Ryan Hall was an invited speaker as well as a guest of the Rock and Roll Marathon.

Ryan is very nice and such an inspiration. He is super fast but so encouraging. He wrote on my bib to "Run Fast" and apparently it worked.

I had a new 50 km PR and even ran one of my top 10 fastest marathon times.

Olympian Deanna Kastor was an additional guest speaker at the Rock and Roll Marathon.

She is very nice and of course super fast. I wish I had thought to bring my "spirit of the marathon" DVD for her to sign because her role in that movie is so impressive.

She was very encouraging during her speech and the question answer session.

I definitely recommend that any runner who attends an EXPO makes a point to see some (or all) of the presenters. It is interesting to see so many different views and really cool to be in the presence of such fast runners. Maybe it even rubs off...

With my friend and "ultramarathon man" Dean Karnazes.

Dean is really nice and is very encouraging to all runners.

His book ultramarathon man is a great book that makes one believe in oneself. It also provides some insight about what it takes to complete an ultramarathon.

I have been fortunate to meet and run with Dean at a variety of events. During these interactions I have asked him lots of questions (particularly early on in my ultra career).

Now I am so lucky that I have so many friends who are fellow ultramarathoners who I can also use to pick their brains. I think in ultra's it really is great to have a bunch of different opinions and observations because through these different perspectives you can try out a variety of suggestions and see what works for you.

Volunteering at events is always fun for me. It is great fun to see new runners who are running their first marathon.

I recall my enthusiasm and nervousness during my first event and I try very hard as a volunteer to reassure runners both newbies and seasoned veterans.

This year I was in a better position as a volunteer (last year I volunteered as well-but had no idea of the course or other logistics). This year I could provide information about the start, what the course was like and general race logistics.
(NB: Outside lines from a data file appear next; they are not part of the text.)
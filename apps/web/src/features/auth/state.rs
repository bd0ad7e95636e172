//! Auth session state and context for the frontend. The provider owns the
//! identity signal and exposes it through Leptos context as a
//! `SessionStore`, so the route guard, the navbar and the pages all read and
//! write the same session. Identity lives in memory only; a reload signs the
//! user out.

use leptos::prelude::*;
use loan_core::{CurrentUser, SessionStore};
use tracing::info;

#[derive(Clone, Copy)]
/// Auth session context shared through Leptos.
pub struct AuthContext {
    pub session: RwSignal<Option<CurrentUser>>,
    pub is_authenticated: Signal<bool>,
}

impl AuthContext {
    /// Builds a context around the provided session signal.
    fn new(session: RwSignal<Option<CurrentUser>>) -> Self {
        let is_authenticated = Signal::derive(move || session.with(Option::is_some));
        Self {
            session,
            is_authenticated,
        }
    }
}

/// Reads are tracked, so guards and views re-run when the identity changes.
impl SessionStore for AuthContext {
    fn current_user(&self) -> Option<CurrentUser> {
        self.session.get()
    }

    fn sign_in(&self, user: CurrentUser) {
        info!("signed in");
        self.session.set(Some(user));
    }

    fn sign_out(&self) {
        if self.session.with_untracked(Option::is_none) {
            return;
        }
        info!("signed out");
        self.session.set(None);
    }
}

/// Provides the auth context to everything below it.
#[component]
pub fn AuthProvider(children: Children) -> impl IntoView {
    let session = RwSignal::new(None);
    provide_context(AuthContext::new(session));

    view! { {children()} }
}

/// Returns the current auth context or a fallback empty context.
pub fn use_auth() -> AuthContext {
    use_context::<AuthContext>().unwrap_or_else(|| {
        let session = RwSignal::new(None);
        AuthContext::new(session)
    })
}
And of course I got to meet lots of runners and wonderful volunteers.

This past weekend I flew to Phoenix to run the Arizona Rock and Roll Marathon. Recently a 50 km option became available and I immediately signed up to get an extra long training run in preparation for Rocky Raccoon 50 miler in February and subsequently Umstead 100 in March.

The 50 km option was co-hosted by Dean Karnazes whom I have been fortunate to meet and run with several times (I did the Delaware Marathon during the Endurance 50 marathons in 50 states in 50 days as well as several fun runs in the MD area).
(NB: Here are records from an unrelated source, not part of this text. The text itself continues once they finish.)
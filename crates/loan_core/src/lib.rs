//! Framework-independent core of the Payfee student loan portal.
//!
//! The crate holds everything the web frontend needs that is not markup: the
//! session context and route guard, the closed option sets and field
//! validators, the five-step application wizard with its submission
//! contract, and the payment, notification and dashboard models backed by
//! mock data. Nothing here touches the DOM, so the whole crate is unit-tested
//! natively and compiled unchanged for `wasm32`.

pub mod choices;
pub mod dashboard;
pub mod notifications;
pub mod payments;
pub mod routes;
pub mod session;
pub mod settings;
pub mod validation;
pub mod wizard;

pub use routes::{AppRoute, Navigation, resolve};
pub use session::{CurrentUser, Session, SessionStore};
pub use validation::{Field, FieldError, ValidationErrors, Violation};
pub use wizard::{
    ApplicationDraft, ApplicationWizard, LoanApplication, Step, SubmissionPhase,
    submission::{
        ApplicationSubmitter, SubmissionReceipt, SubmitError, SubmitOutcome, SubmitRejection,
        WizardCell, drive_submission,
    },
};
My trip to AZ had a bit of fits and starts which ultimately worked to my benefit. First my flight was overbooked, but taking the voluntary bump earned me an extra night at home with my critters and husband as well as a future trip of my choice. It is like winning the lottery, all I need is a dollar (or a ticket) and a dream!

Friday morning I did fly to Arizona on the next nonstop flight. After arriving at Phoenix I headed directly to the Marathon EXPO. On the bus to light rail I was surprised to see my friends Jennifer and Cheryl from the New Orleans Marathon. I knew they were going to be at the marathon but was shocked that we happened to be on the same bus. This was a start of super nice and fun surprises during this trip.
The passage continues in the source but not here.